Zwei ältere Frauen kommen in meine Abteilung. Die ältere der beiden könnte die Mutter, die Oma der anderen sein.
Ist hier die Schatzkammer?
Die ältere wirkt lustig, neugierig, naiv.
Die Damen entdeckten ein Trinkhorn. Was ist das? Das ist ein Horn, das man zum Trinken verwendete. Ich selbst nehme es zum ersten Mal wahr.
Später kommt ein junger Mann in die Abteilung, als ich mich gerade mit Henner unterhalte. Er schaute kurz hier und da, und von den Hunderten von ausgestellten Objekten entscheidet er sich für den "Ditrichstein", vor dem Henner und ich stehen.
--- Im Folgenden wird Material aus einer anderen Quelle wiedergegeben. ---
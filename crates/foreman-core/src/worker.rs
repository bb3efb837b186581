//! Tracks connected workers and, for latent workers, their
//! provisioning state machine and quarantine cooldown.

use std::collections::HashMap;
use std::future::Future;
use std::time::Duration;

use chrono::{DateTime, Utc};
use foreman_retry::{BackoffPolicy, QuarantineTracker};
use foreman_types::{LatentState, Worker, WorkerId};
use tokio::sync::Mutex;

use crate::clock::SharedClock;
use crate::error::WorkerError;

/// Outcome of an attempt to substantiate a latent worker, distinguishing
/// the three terminal cases the build runner must react to differently:
/// transient failure quarantines and retries the build,
/// permanent failure ends the build in EXCEPTION.
pub enum SubstantiateOutcome {
    Success,
    Transient(String),
    Permanent(String),
}

struct Entry {
    worker: Worker,
    state: LatentState,
    quarantine: QuarantineTracker,
    quarantine_until: Option<DateTime<Utc>>,
}

pub struct WorkerRegistry {
    clock: SharedClock,
    workers: Mutex<HashMap<WorkerId, Entry>>,
}

impl WorkerRegistry {
    pub fn new(clock: SharedClock) -> Self {
        Self {
            clock,
            workers: Mutex::new(HashMap::new()),
        }
    }

    pub async fn register(&self, worker: Worker, policy: BackoffPolicy) {
        let id = worker.id;
        self.workers.lock().await.insert(
            id,
            Entry {
                worker,
                state: LatentState::Absent,
                quarantine: QuarantineTracker::new(policy),
                quarantine_until: None,
            },
        );
    }

    pub async fn is_quarantined(&self, id: WorkerId) -> bool {
        let workers = self.workers.lock().await;
        match workers.get(&id).and_then(|e| e.quarantine_until) {
            Some(until) => self.clock.now() < until,
            None => false,
        }
    }

    pub async fn put_in_quarantine(&self, id: WorkerId) {
        let mut workers = self.workers.lock().await;
        if let Some(entry) = workers.get_mut(&id) {
            let delay = entry.quarantine.record_failure();
            entry.quarantine_until = Some(self.clock.now() + chrono::Duration::from_std(delay).unwrap_or_default());
        }
    }

    /// Cleared on a successful non-EXCEPTION, non-RETRY build.
    pub async fn reset_quarantine(&self, id: WorkerId) {
        let mut workers = self.workers.lock().await;
        if let Some(entry) = workers.get_mut(&id) {
            entry.quarantine.reset();
            entry.quarantine_until = None;
        }
    }

    async fn set_state(&self, id: WorkerId, state: LatentState) {
        if let Some(entry) = self.workers.lock().await.get_mut(&id) {
            entry.state = state;
        }
    }

    pub async fn state(&self, id: WorkerId) -> Option<LatentState> {
        self.workers.lock().await.get(&id).map(|e| e.state)
    }

    pub async fn find_by_name(&self, name: &str) -> Option<Worker> {
        self.workers
            .lock()
            .await
            .values()
            .find(|e| e.worker.name == name)
            .map(|e| e.worker.clone())
    }

    /// Whether this worker can be handed a new build right now: not
    /// quarantined and not already mid-build. A latent worker in
    /// `Absent` is still available -- it will be substantiated as part
    /// of taking the build.
    pub async fn is_available_for_build(&self, id: WorkerId) -> bool {
        if self.is_quarantined(id).await {
            return false;
        }
        !matches!(self.state(id).await, Some(LatentState::Building))
    }

    /// Idempotent: if the worker is already substantiated (or further
    /// along), returns immediately. Otherwise drives `substantiate` to
    /// completion, racing it against `cancel`.
    pub async fn substantiate_if_needed<F, C>(
        &self,
        id: WorkerId,
        substantiate: F,
        cancel: C,
    ) -> Result<(), WorkerError>
    where
        F: Future<Output = SubstantiateOutcome>,
        C: Future<Output = ()>,
    {
        if matches!(
            self.state(id).await,
            Some(LatentState::Substantiated)
                | Some(LatentState::Attached)
                | Some(LatentState::Building)
                | Some(LatentState::Idle)
        ) {
            return Ok(());
        }

        self.set_state(id, LatentState::Substantiating).await;
        tokio::select! {
            outcome = substantiate => match outcome {
                SubstantiateOutcome::Success => {
                    self.set_state(id, LatentState::Substantiated).await;
                    Ok(())
                }
                SubstantiateOutcome::Transient(_reason) => {
                    self.set_state(id, LatentState::Absent).await;
                    Err(WorkerError::LatentWorkerFailedToSubstantiate(id))
                }
                SubstantiateOutcome::Permanent(_reason) => {
                    self.set_state(id, LatentState::Absent).await;
                    Err(WorkerError::LatentWorkerCannotSubstantiate(id))
                }
            },
            _ = cancel => {
                self.set_state(id, LatentState::Absent).await;
                Err(WorkerError::LatentWorkerSubstantiationCancelled(id))
            }
        }
    }

    /// Round-trips a no-op to detect dead connections, bounded by
    /// `timeout`.
    pub async fn ping<F>(&self, id: WorkerId, rpc: F, timeout: Duration) -> Result<(), WorkerError>
    where
        F: Future<Output = bool>,
    {
        match tokio::time::timeout(timeout, rpc).await {
            Ok(true) => Ok(()),
            Ok(false) | Err(_) => Err(WorkerError::PingTimeout(id)),
        }
    }

    /// A build exclusively holds a substantiated latent worker until
    /// `buildFinished`; afterwards it returns to the idle pool.
    pub async fn build_attached(&self, id: WorkerId) {
        self.set_state(id, LatentState::Building).await;
    }

    pub async fn build_finished(&self, id: WorkerId) {
        self.set_state(id, LatentState::Idle).await;
    }
}

#[cfg(test)]
mod tests {
    use super::*;
    use crate::clock::system_clock;
    use foreman_types::PathConvention;
    use std::time::Duration as StdDuration;

    fn worker(id: u64) -> Worker {
        Worker {
            id: WorkerId(id),
            name: format!("w{id}"),
            capabilities: vec![],
            basedir: "/tmp".to_string(),
            path_convention: PathConvention::Posix,
            latent: None,
        }
    }

    #[tokio::test]
    async fn substantiate_if_needed_is_idempotent() {
        let registry = WorkerRegistry::new(system_clock());
        registry.register(worker(1), BackoffPolicy::default()).await;

        registry
            .substantiate_if_needed(
                WorkerId(1),
                async { SubstantiateOutcome::Success },
                std::future::pending(),
            )
            .await
            .unwrap();
        assert_eq!(registry.state(WorkerId(1)).await, Some(LatentState::Substantiated));

        // Second call should short-circuit without re-running substantiate.
        registry
            .substantiate_if_needed(
                WorkerId(1),
                async {
                    panic!("should not be called when already substantiated")
                },
                std::future::pending(),
            )
            .await
            .unwrap();
    }

    #[tokio::test]
    async fn transient_failure_maps_to_failed_to_substantiate() {
        let registry = WorkerRegistry::new(system_clock());
        registry.register(worker(1), BackoffPolicy::default()).await;
        let result = registry
            .substantiate_if_needed(
                WorkerId(1),
                async { SubstantiateOutcome::Transient("rate limited".into()) },
                std::future::pending(),
            )
            .await;
        assert!(matches!(result, Err(WorkerError::LatentWorkerFailedToSubstantiate(_))));
    }

    #[tokio::test]
    async fn permanent_failure_maps_to_cannot_substantiate() {
        let registry = WorkerRegistry::new(system_clock());
        registry.register(worker(1), BackoffPolicy::default()).await;
        let result = registry
            .substantiate_if_needed(
                WorkerId(1),
                async { SubstantiateOutcome::Permanent("quota exhausted".into()) },
                std::future::pending(),
            )
            .await;
        assert!(matches!(result, Err(WorkerError::LatentWorkerCannotSubstantiate(_))));
    }

    #[tokio::test]
    async fn cancellation_during_substantiation_is_reported() {
        let registry = WorkerRegistry::new(system_clock());
        registry.register(worker(1), BackoffPolicy::default()).await;
        let result = registry
            .substantiate_if_needed(WorkerId(1), std::future::pending(), async {})
            .await;
        assert!(matches!(
            result,
            Err(WorkerError::LatentWorkerSubstantiationCancelled(_))
        ));
    }

    #[tokio::test]
    async fn ping_times_out() {
        let registry = WorkerRegistry::new(system_clock());
        registry.register(worker(1), BackoffPolicy::default()).await;
        let result = registry
            .ping(WorkerId(1), std::future::pending::<bool>(), StdDuration::from_millis(5))
            .await;
        assert!(matches!(result, Err(WorkerError::PingTimeout(_))));
    }

    #[tokio::test]
    async fn quarantine_round_trip() {
        let registry = WorkerRegistry::new(system_clock());
        registry.register(worker(1), BackoffPolicy::default()).await;
        assert!(!registry.is_quarantined(WorkerId(1)).await);
        registry.put_in_quarantine(WorkerId(1)).await;
        assert!(registry.is_quarantined(WorkerId(1)).await);
        registry.reset_quarantine(WorkerId(1)).await;
        assert!(!registry.is_quarantined(WorkerId(1)).await);
    }
}
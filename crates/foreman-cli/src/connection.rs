//! A reference [`WorkerConnection`] for local smoke-testing and demos.
//!
//! `foreman-core` deliberately never implements the worker side of the
//! transport (see its crate docs) -- a real deployment supplies its own
//! `WorkerConnection` wired to whatever wire protocol its worker fleet
//! speaks. This loopback connection exists only so `foreman serve` has
//! something to register against out of the box: every command
//! succeeds immediately with no worker process on the other end,
//! useful for exercising the distributor/scheduler/lock-arbiter
//! behavior without standing up real infrastructure.

use std::sync::atomic::{AtomicBool, Ordering};
use std::sync::Arc;

use foreman_core::transport::{BoxFuture, CommandResult, WorkerConnection};
use foreman_types::Results;
use serde_json::Value;
use tokio::sync::Notify;

pub struct LoopbackConnection {
    version: String,
    disconnect: Arc<Notify>,
    disconnected: AtomicBool,
}

impl LoopbackConnection {
    pub fn new() -> Self {
        Self {
            version: "loopback-1".to_string(),
            disconnect: Arc::new(Notify::new()),
            disconnected: AtomicBool::new(false),
        }
    }

    /// Simulates the worker going away, e.g. for an operator testing
    /// reconnection handling without real hardware.
    pub fn disconnect(&self) {
        self.disconnected.store(true, Ordering::SeqCst);
        self.disconnect.notify_waiters();
    }
}

impl Default for LoopbackConnection {
    fn default() -> Self {
        Self::new()
    }
}

impl WorkerConnection for LoopbackConnection {
    fn remote_start_build<'a>(&'a self, _builder_name: &'a str) -> BoxFuture<'a, Result<(), foreman_core::error::WorkerError>> {
        Box::pin(async { Ok(()) })
    }

    fn remote_start_command<'a>(&'a self, _command_id: u64, _command: &'a str, _args: Value) -> BoxFuture<'a, CommandResult> {
        Box::pin(async {
            CommandResult {
                results: Results::Success,
                urls: Vec::new(),
            }
        })
    }

    fn remote_interrupt_command<'a>(&'a self, _command_id: u64, _reason: &'a str) -> BoxFuture<'a, ()> {
        Box::pin(async {})
    }

    fn ping<'a>(&'a self) -> BoxFuture<'a, bool> {
        let alive = !self.disconnected.load(Ordering::SeqCst);
        Box::pin(async move { alive })
    }

    fn disconnected(&self) -> Arc<Notify> {
        self.disconnect.clone()
    }

    fn command_version(&self) -> &str {
        &self.version
    }
}

#[cfg(test)]
mod tests {
    use super::*;

    #[tokio::test]
    async fn reports_success_and_stays_connected_by_default() {
        let conn = LoopbackConnection::new();
        assert!(conn.ping().await);
        let result = conn.remote_start_command(1, "shell", Value::Null).await;
        assert!(matches!(result.results, Results::Success));
    }

    #[tokio::test]
    async fn disconnect_flips_ping_and_notifies_waiters() {
        let conn = LoopbackConnection::new();
        let notify = conn.disconnected();
        let notified = notify.notified();
        conn.disconnect();
        notified.await;
        assert!(!conn.ping().await);
    }
}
Er kommt direkt auf uns zu, wir machen uns zur Seite.
Henner hat einen schrecklichen Durst, er ist bis 4 Uhr morgens im "Milestone" gewesen. Ich biete ihm Wasser an, aber er will eine eiskalte Coca-Cola. Gegenüber dem Museum gibt es einen Supermarkt, aber wir dürfen uns nicht einen Meter von unserem Arbeitsplatz entfernen. "Sie dürfen Ihre Zone nicht verlassen", sagt die Direktorin. Um ihn auf andere Gedanken zu bringen, erzählte ich ihm eine Geschichte von Saint-Exupery, als er eine Notlandung in der Sahara-Wüste machen musste.
Nachmittags war ich in der "Stadtgeschichte". Ein junger Mann, der sich eine halbe Stunde dort aufgehalten hatte kam auf mich zu und fragte mich: "Geht die Geschichte von Mainz nicht weiter?" "Natürlich geht die Geschichte weiter ..." erwiderte ich, bis ich verstand, dass seine Frage nicht zeitlich sondern räumlich gemeint war. Er vermisste den letzten Raum, wo früher die Bilder von der zerbombten, brennenden Stadt hingen. Der Raum gehört jetzt dem Museumspädagogen, der zweimal in der Woche mit kleinen Kindern dort frei malt.
Später kam ein älterer, hässlicher Mann, bunt angezogen. Er ging direkt in die "Judaica", und da er sich dort länger als drei Minuten aufhielt, dachte ich "Ein Jude"... Ich hatte Recht, denn bevor er ging, machte er mich darauf aufmerksam, dass ein Thorazeiger, ein silberner Stab mit einer hebräischen Inschrift, auf dem Kopf stünde. Ich versprach, es weiter zu melden. Dann wollte er die große Zeittafel fotografieren, auf der die Judenverfolgungen über 9 Jahrhunderte chronologisch dargestellt sind, aber er hatte seine Kamera im Hotel vergessen. "In welchem Hotel?" fragte ich. Es war noch genug Zeit um schnell dorthin zu gehen und die Kamera zu holen. Wir verstrickten uns in einer Diskussion über die geographische Lage des Hotels, vom Museum aus gesehen. Ich sagte "nach rechts", er "nach links", wir konnten uns nicht einigen. Jedenfalls ging er doch schnell zu seinem "Hilton" und kam rechtzeitig zurück. "Sind Sie mit einem Taxi gefahren?" wollte ich wissen. "Nein, bei Fuß" antwortete der amerikanische Jude, der sonst perfekt Deutsch konnte. Ich ließ ihn alleine in seiner kleinen "Judaica", damit er sich austoben konnte. Über 10 Minuten lang blitzte er herum, wie ein kleiner Jupiter.